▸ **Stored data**
>>>
use {
    crate::{
        chip8::ChipSet,
        definitions::cpu,
        devices::{DisplayCommands, SharedKeyboard},
        opcode::Operation,
        timer::{TimedWorker, Worker},
        Fault, MemoryError,
    },
    std::{
        sync::{
            atomic::{AtomicBool, Ordering},
            Arc,
        },
        thread,
        time::{Duration, Instant},
    },
};

/// The longest time a key wait blocks before the stop request is checked again.
const KEY_WAIT_TIMEOUT: Duration = Duration::from_millis(50);

/// The runtime configuration of a session.
#[derive(Debug, Clone, Copy, PartialEq, Eq)]
pub struct Settings {
    /// The rate of the instruction clock, the timers always run at 60 hertz.
    pub hertz: u64,
}

impl Default for Settings {
    fn default() -> Self {
        Self { hertz: cpu::HERTZ }
    }
}

impl Settings {
    /// The time between two instructions.
    pub fn interval(&self) -> Duration {
        Duration::from_nanos(1_000_000_000 / self.hertz.max(1))
    }
}

/// Will stop a running session from any thread.
#[derive(Debug, Clone, Default)]
pub struct StopHandle {
    stopped: Arc<AtomicBool>,
}

impl StopHandle {
    pub fn stop(&self) {
        self.stopped.store(true, Ordering::Release);
    }

    pub fn is_stopped(&self) -> bool {
        self.stopped.load(Ordering::Acquire)
    }
}

/// Drives a chip at the instruction clock rate and hands every drawn frame
/// to the display.
pub struct Session<D, W = Worker>
where
    D: DisplayCommands,
    W: TimedWorker,
{
    chip: ChipSet<W>,
    display: D,
    keyboard: SharedKeyboard,
    settings: Settings,
    stop: StopHandle,
}

impl<D, W> Session<D, W>
where
    D: DisplayCommands,
    W: TimedWorker,
{
    /// Will load the program into a new chip reading from the given keyboard.
    pub fn new(
        program: &[u8],
        keyboard: SharedKeyboard,
        display: D,
        settings: Settings,
    ) -> Result<Self, MemoryError> {
        let chip = ChipSet::new(program, keyboard.clone())?;
        Ok(Self {
            chip,
            display,
            keyboard,
            settings,
            stop: StopHandle::default(),
        })
    }

    pub fn stop_handle(&self) -> StopHandle {
        self.stop.clone()
    }

    pub fn chip(&self) -> &ChipSet<W> {
        &self.chip
    }

    pub fn display(&self) -> &D {
        &self.display
    }

    pub fn display_mut(&mut self) -> &mut D {
        &mut self.display
    }

    /// Will run a single step of the chip and redraw if needed.
    pub fn step(&mut self) -> Result<Operation, Fault> {
        let operation = self.chip.next()?;
        if operation == Operation::Draw {
            self.display
                .display(self.chip.get_display(), &self.chip.status());
        }
        Ok(operation)
    }

    /// Will run the chip until either the stop handle is used or the chip
    /// faults.
    ///
    /// While a key press is awaited only the keyboard is watched, the
    /// timers keep running on their own.
    pub fn run(&mut self) -> Result<(), Fault> {
        let interval = self.settings.interval();
        log::info!("Starting the session at {} hertz.", self.settings.hertz);

        let mut deadline = Instant::now();
        while !self.stop.is_stopped() {
            match self.step() {
                Ok(Operation::Wait) => {
                    self.keyboard.wait_for_press_timeout(KEY_WAIT_TIMEOUT);
                    deadline = Instant::now();
                    continue;
                }
                Ok(_) => {}
                Err(fault) => {
                    log::error!("{}", fault);
                    return Err(fault);
                }
            }

            deadline += interval;
            let now = Instant::now();
            if deadline > now {
                thread::sleep(deadline - now);
            } else {
                // fell behind, do not try to catch up
                deadline = now;
            }
        }

        log::info!("The session was stopped.");
        Ok(())
    }
}

#[cfg(test)]
mod tests {
    use super::*;
    use crate::{devices::MockDisplayCommands, timer::ManualWorker, OpcodeError, ProcessError};

    type TestSession = Session<MockDisplayCommands, ManualWorker>;

    fn stop_after(session: &TestSession, millis: u64) -> thread::JoinHandle<()> {
        let handle = session.stop_handle();
        thread::spawn(move || {
            thread::sleep(Duration::from_millis(millis));
            handle.stop();
        })
    }

    #[test]
    fn test_settings() {
        assert_eq!(cpu::HERTZ, Settings::default().hertz);
        assert_eq!(Duration::from_millis(2), Settings { hertz: 500 }.interval());
        // never divides by zero
        assert_eq!(Duration::from_secs(1), Settings { hertz: 0 }.interval());
    }

    #[test]
    fn test_draws_once_until_stopped() {
        let mut display = MockDisplayCommands::new();
        display
            .expect_display()
            .withf(|raster, status| raster.is_blank() && status.program_counter == 0x202)
            .times(1)
            .return_const(());

        // CLS; JP 0x202
        let program = [0x00, 0xE0, 0x12, 0x02];
        let mut session: TestSession =
            Session::new(&program, SharedKeyboard::new(), display, Settings::default()).unwrap();

        let stopper = stop_after(&session, 50);
        assert_eq!(Ok(()), session.run());
        stopper.join().unwrap();

        assert_eq!(0x202, session.chip().program_counter());
    }

    #[test]
    fn test_fault_ends_the_session() {
        let mut display = MockDisplayCommands::new();
        display.expect_display().never();

        let program = [0x50, 0x01];
        let mut session: TestSession =
            Session::new(&program, SharedKeyboard::new(), display, Settings::default()).unwrap();

        let fault = session.run().unwrap_err();
        assert_eq!(0x200, fault.pc);
        assert_eq!(Some(0x5001), fault.opcode);
        assert_eq!(
            ProcessError::Opcode(OpcodeError::UnknownOpcode(0x5001)),
            fault.kind
        );
    }

    #[test]
    fn test_stop_while_awaiting_key() {
        let mut display = MockDisplayCommands::new();
        display.expect_display().never();

        // LD V0, K
        let program = [0xF0, 0x0A];
        let mut session: TestSession =
            Session::new(&program, SharedKeyboard::new(), display, Settings::default()).unwrap();

        let stopper = stop_after(&session, 50);
        let start = Instant::now();
        assert_eq!(Ok(()), session.run());
        stopper.join().unwrap();

        assert!(start.elapsed() < Duration::from_secs(1));
        assert_eq!(0x200, session.chip().program_counter());
    }

    #[test]
    fn test_key_wait_completes() {
        let mut display = MockDisplayCommands::new();
        display.expect_display().never();

        // LD V0, K; JP 0x202
        let program = [0xF0, 0x0A, 0x12, 0x02];
        let keyboard = SharedKeyboard::new();
        let mut session: TestSession =
            Session::new(&program, keyboard.clone(), display, Settings::default()).unwrap();

        let input = thread::spawn(move || {
            thread::sleep(Duration::from_millis(30));
            keyboard.press(0x5);
        });
        let stopper = stop_after(&session, 150);

        assert_eq!(Ok(()), session.run());
        input.join().unwrap();
        stopper.join().unwrap();

        assert_eq!(0x5, session.chip().registers()[0]);
        assert_eq!(0x202, session.chip().program_counter());
    }
}
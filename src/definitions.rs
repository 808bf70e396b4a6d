use std::time::Duration;

use crossterm::event::KeyCode;

/// Terminals report no key release, so a press keeps the key down this long.
pub(crate) const KEY_HOLD: Duration = Duration::from_millis(150);

/// How long the input thread waits for an event before it checks the held
/// keys and the stop request again.
pub(crate) const INPUT_POLL: Duration = Duration::from_millis(10);

/// The log file used if none is given.
pub(crate) const LOG_FILE: &str = "chip8.log";

/// The keys of the terminal, laid out like the chip keyboard
/// [`chip::definitions::keyboard::LAYOUT`].
pub(crate) const KEYS: [[char; 4]; 4] = [
    ['1', '2', '3', '4'],
    ['q', 'w', 'e', 'r'],
    ['a', 's', 'd', 'f'],
    ['z', 'x', 'c', 'v'],
];

/// Maps a terminal key onto the chip key at the same position.
pub(crate) fn map_key(code: KeyCode) -> Option<usize> {
    let pressed = match code {
        KeyCode::Char(c) => c.to_ascii_lowercase(),
        _ => return None,
    };

    KEYS.iter()
        .zip(chip::definitions::keyboard::LAYOUT.iter())
        .find_map(|(keys, layout)| {
            keys.iter()
                .position(|&key| key == pressed)
                .map(|index| layout[index])
        })
}

#[cfg(test)]
mod tests {
    use super::*;

    #[test]
    fn test_map_key() {
        let tests = [
            ('1', 0x1),
            ('4', 0xC),
            ('q', 0x4),
            ('R', 0xD),
            ('s', 0x8),
            ('z', 0xA),
            ('x', 0x0),
            ('v', 0xF),
        ];
        for (key, expected) in tests {
            assert_eq!(Some(expected), map_key(KeyCode::Char(key)), "key {}", key);
        }
        assert_eq!(None, map_key(KeyCode::Char('p')));
        assert_eq!(None, map_key(KeyCode::Enter));
    }

    #[test]
    fn test_every_chip_key_is_mapped() {
        let mut mapped: Vec<_> = KEYS
            .iter()
            .flatten()
            .filter_map(|&key| map_key(KeyCode::Char(key)))
            .collect();
        mapped.sort_unstable();
        assert_eq!((0..16).collect::<Vec<_>>(), mapped);
    }
}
<<<
Wherever a line of the data above contains "Duration", copy that line.

        time::{Duration, Instant},
const KEY_WAIT_TIMEOUT: Duration = Duration::from_millis(50);
    pub fn interval(&self) -> Duration {
        Duration::from_nanos(1_000_000_000 / self.hertz.max(1))
            thread::sleep(Duration::from_millis(millis));
        assert_eq!(Duration::from_millis(2), Settings { hertz: 500 }.interval());
        assert_eq!(Duration::from_secs(1), Settings { hertz: 0 }.interval());
        assert!(start.elapsed() < Duration::from_secs(1));
            thread::sleep(Duration::from_millis(30));
use std::time::Duration;
pub(crate) const KEY_HOLD: Duration = Duration::from_millis(150);
pub(crate) const INPUT_POLL: Duration = Duration::from_millis(10);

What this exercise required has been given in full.